I have an external HD, maybe 500GB, for all my music.  Nothing sits on the C-drive.  It may be a little scattered in terms of directories (I have my own little system for what goes where), but it's all centrally located.  Personally, I don't trust ANY of these programs to organize the files the way I want them.  I never let the programs automatically detect anything.

My iPod is also super-old.  The version in the About menu says 1.2.1.  Maybe a newer one, or at least an o/s upgrade, would solve some of the issues I find with it.


----------



## darent (Nov 12, 2011)

I have no problems with I-tunes, I don't know anything about computers , struggle with e-mail and can barely post to this forum. but Itunes has my music listed by artist on my old nano, I didn't do it  and it auto assembled my favorites list so it is easy for me. It took me aehile to relize that I-tunes on my desktop is the same as my nano and whatever I did  on the desktop affected my nano, learned some hard lessons; all in all  it works for me, but I.'m easy


----------



## AdironRider (Nov 13, 2011)

Ive been a Mac user my entire life and really dont get the itunes hate. 

Maybe its because I started out using it from day one, and have built my entire music collection with itunes but I have no issues. 

I think most people coming from a Windoze world have lots of control issues with itunes and mac stuff in general and are really missing the point on why macs kick ass in the first place. They just do the stuff you want them to do, when you want it.
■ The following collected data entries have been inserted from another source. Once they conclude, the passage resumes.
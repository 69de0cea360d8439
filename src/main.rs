//! RustSerialDelay - Main entry point
//!
//! On the device:
//! 1. Bring up UART0 (commands) and UART1 (log output)
//! 2. Print banner and help
//! 3. Poll UART0, feed every byte to the console
//! 4. Drain the console log, print CPU/memory diagnostics while enabled
//!
//! On any other target the same console runs on stdin/stdout as a simulator.

use rust_serial_delay::{
    config::{ConsoleConfig, DeviceConfig},
    console::Console,
    device::DeviceSettings,
    uart_logger::drain_to,
    CONSOLE_LOG_STREAM,
};

#[cfg(target_os = "espidf")]
fn main() -> Result<(), esp_idf_svc::sys::EspError> {
    firmware::run(ConsoleConfig::default(), DeviceConfig::default())
}

#[cfg(not(target_os = "espidf"))]
fn main() -> std::io::Result<()> {
    host::run(ConsoleConfig::default(), DeviceConfig::default())
}

#[cfg(target_os = "espidf")]
mod firmware {
    use core::fmt::Write;

    use esp_idf_svc::hal::delay::{FreeRtos, NON_BLOCK};
    use esp_idf_svc::hal::gpio;
    use esp_idf_svc::hal::peripherals::Peripherals;
    use esp_idf_svc::hal::uart::{config::Config, UartDriver};
    use esp_idf_svc::hal::units::Hertz;
    use esp_idf_svc::sys::EspError;

    use rust_serial_delay::diagnostics::{heap_stats, BusyMeter, DiagnosticsReport};
    use rust_serial_delay::logging::timestamp_us;
    use rust_serial_delay::uart_logger::{init_uart_logger, UartLogWriter, UartLoggerConfig};

    use super::*;

    /// Console replies go back out on UART0.
    struct UartWriter<'a, 'd>(&'a UartDriver<'d>);

    impl Write for UartWriter<'_, '_> {
        fn write_str(&mut self, s: &str) -> core::fmt::Result {
            self.0.write(s.as_bytes()).map(|_| ()).map_err(|_| core::fmt::Error)
        }
    }

    pub fn run(console_config: ConsoleConfig, device_config: DeviceConfig) -> Result<(), EspError> {
        esp_idf_svc::sys::link_patches();

        let peripherals = Peripherals::take()?;

        let uart_config = Config::default().baudrate(Hertz(console_config.baud_rate));
        let uart = UartDriver::new(
            peripherals.uart0,
            peripherals.pins.gpio43, // TX
            peripherals.pins.gpio44, // RX
            Option::<gpio::AnyIOPin>::None,
            Option::<gpio::AnyIOPin>::None,
            &uart_config,
        )?;

        let mut log_uart = init_uart_logger(
            peripherals.uart1,
            peripherals.pins.gpio6,
            &UartLoggerConfig::default(),
        )?;

        let mut console = Console::new(DeviceSettings::new(device_config), &CONSOLE_LOG_STREAM);
        let mut out = UartWriter(&uart);
        console.print_banner(&mut out);

        let report_interval_us = i64::from(console_config.diagnostics_interval_ms) * 1000;
        let mut meter = BusyMeter::new(timestamp_us());
        let mut last_report = timestamp_us();
        let mut rx = [0u8; 64];

        loop {
            let busy_start = timestamp_us();

            // A failed read is treated as "nothing arrived"
            let n = uart.read(&mut rx, NON_BLOCK).unwrap_or(0);
            for &byte in &rx[..n] {
                let _ = console.feed_byte(byte, &mut out);
            }

            drain_to(&CONSOLE_LOG_STREAM, &mut UartLogWriter(&mut log_uart));

            let now = timestamp_us();
            meter.record(busy_start, now);

            if now - last_report >= report_interval_us {
                // Windows roll every interval, printed or not
                let (free, min) = heap_stats();
                let report = DiagnosticsReport::sample(&mut meter, now, free, min);
                if console.device().diagnostics_enabled() {
                    let _ = writeln!(out, "{}", report);
                }
                last_report = now;
            }

            if n == 0 {
                FreeRtos::delay_ms(console_config.poll_interval_ms);
            }
        }
    }
}

#[cfg(not(target_os = "espidf"))]
mod host {
    use std::io::{self, Read, Write};

    use super::*;

    /// `fmt::Write` over an `io::Write`.
    struct StdWriter<W: Write>(W);

    impl<W: Write> core::fmt::Write for StdWriter<W> {
        fn write_str(&mut self, s: &str) -> core::fmt::Result {
            self.0.write_all(s.as_bytes()).map_err(|_| core::fmt::Error)
        }
    }

    pub fn run(_console_config: ConsoleConfig, device_config: DeviceConfig) -> io::Result<()> {
        let mut console = Console::new(DeviceSettings::new(device_config), &CONSOLE_LOG_STREAM);
        let mut out = StdWriter(io::stdout().lock());
        let mut err = StdWriter(io::stderr().lock());
        console.print_banner(&mut out);
        out.0.flush()?;

        let mut stdin = io::stdin().lock();
        let mut buf = [0u8; 256];

        loop {
            let n = stdin.read(&mut buf)?;
            if n == 0 {
                break;
            }

            for &byte in &buf[..n] {
                if console.feed_byte(byte, &mut out).is_some() {
                    drain_to(&CONSOLE_LOG_STREAM, &mut err);
                }
            }
            out.0.flush()?;
        }

        drain_to(&CONSOLE_LOG_STREAM, &mut err);
        Ok(())
    }
}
Its when you Windows people (and I admit since that stuff always needs fixin you must be trained a certain way hah) try and monkey around with everything that it gets a bad rap. 

Just upload some tunes and let the mac do its thing. You can pretty much guarantee it will still be working years from now with no issues.


----------



## deadheadskier (Nov 13, 2011)

:lol:

my computer and software preferences are the most bestest in the world


----------



## mondeo (Nov 14, 2011)

AdironRider said:


> Ive been a Mac user my entire life and really dont get the itunes hate.
> 
> Maybe its because I started out using it from day one, and have built my entire music collection with itunes but I have no issues.
> 
> ...


Jobs forbid if you want to do something differently than the way He intended.

Pic somewhat related.


----------



## Edd (Nov 14, 2011)

deadheadskier said:


> :lol:
> 
> my computer and software preferences are the most bestest in the world



:lol:


----------



## bvibert (Nov 14, 2011)

AdironRider said:


> Ive been a Mac user my entire life and really dont get the itunes hate.
> 
> Maybe its because I started out using it from day one, and have built my entire music collection with itunes but I have no issues.
> 
> ...



Thanks for pointing out one of my biggest issues with Apple products; you either do it Jobs' way or no way.  That may be fine for some people, but for me I want some amount of control over how I do things.  If it doesn't do what I want to do then why would I care how long it works for?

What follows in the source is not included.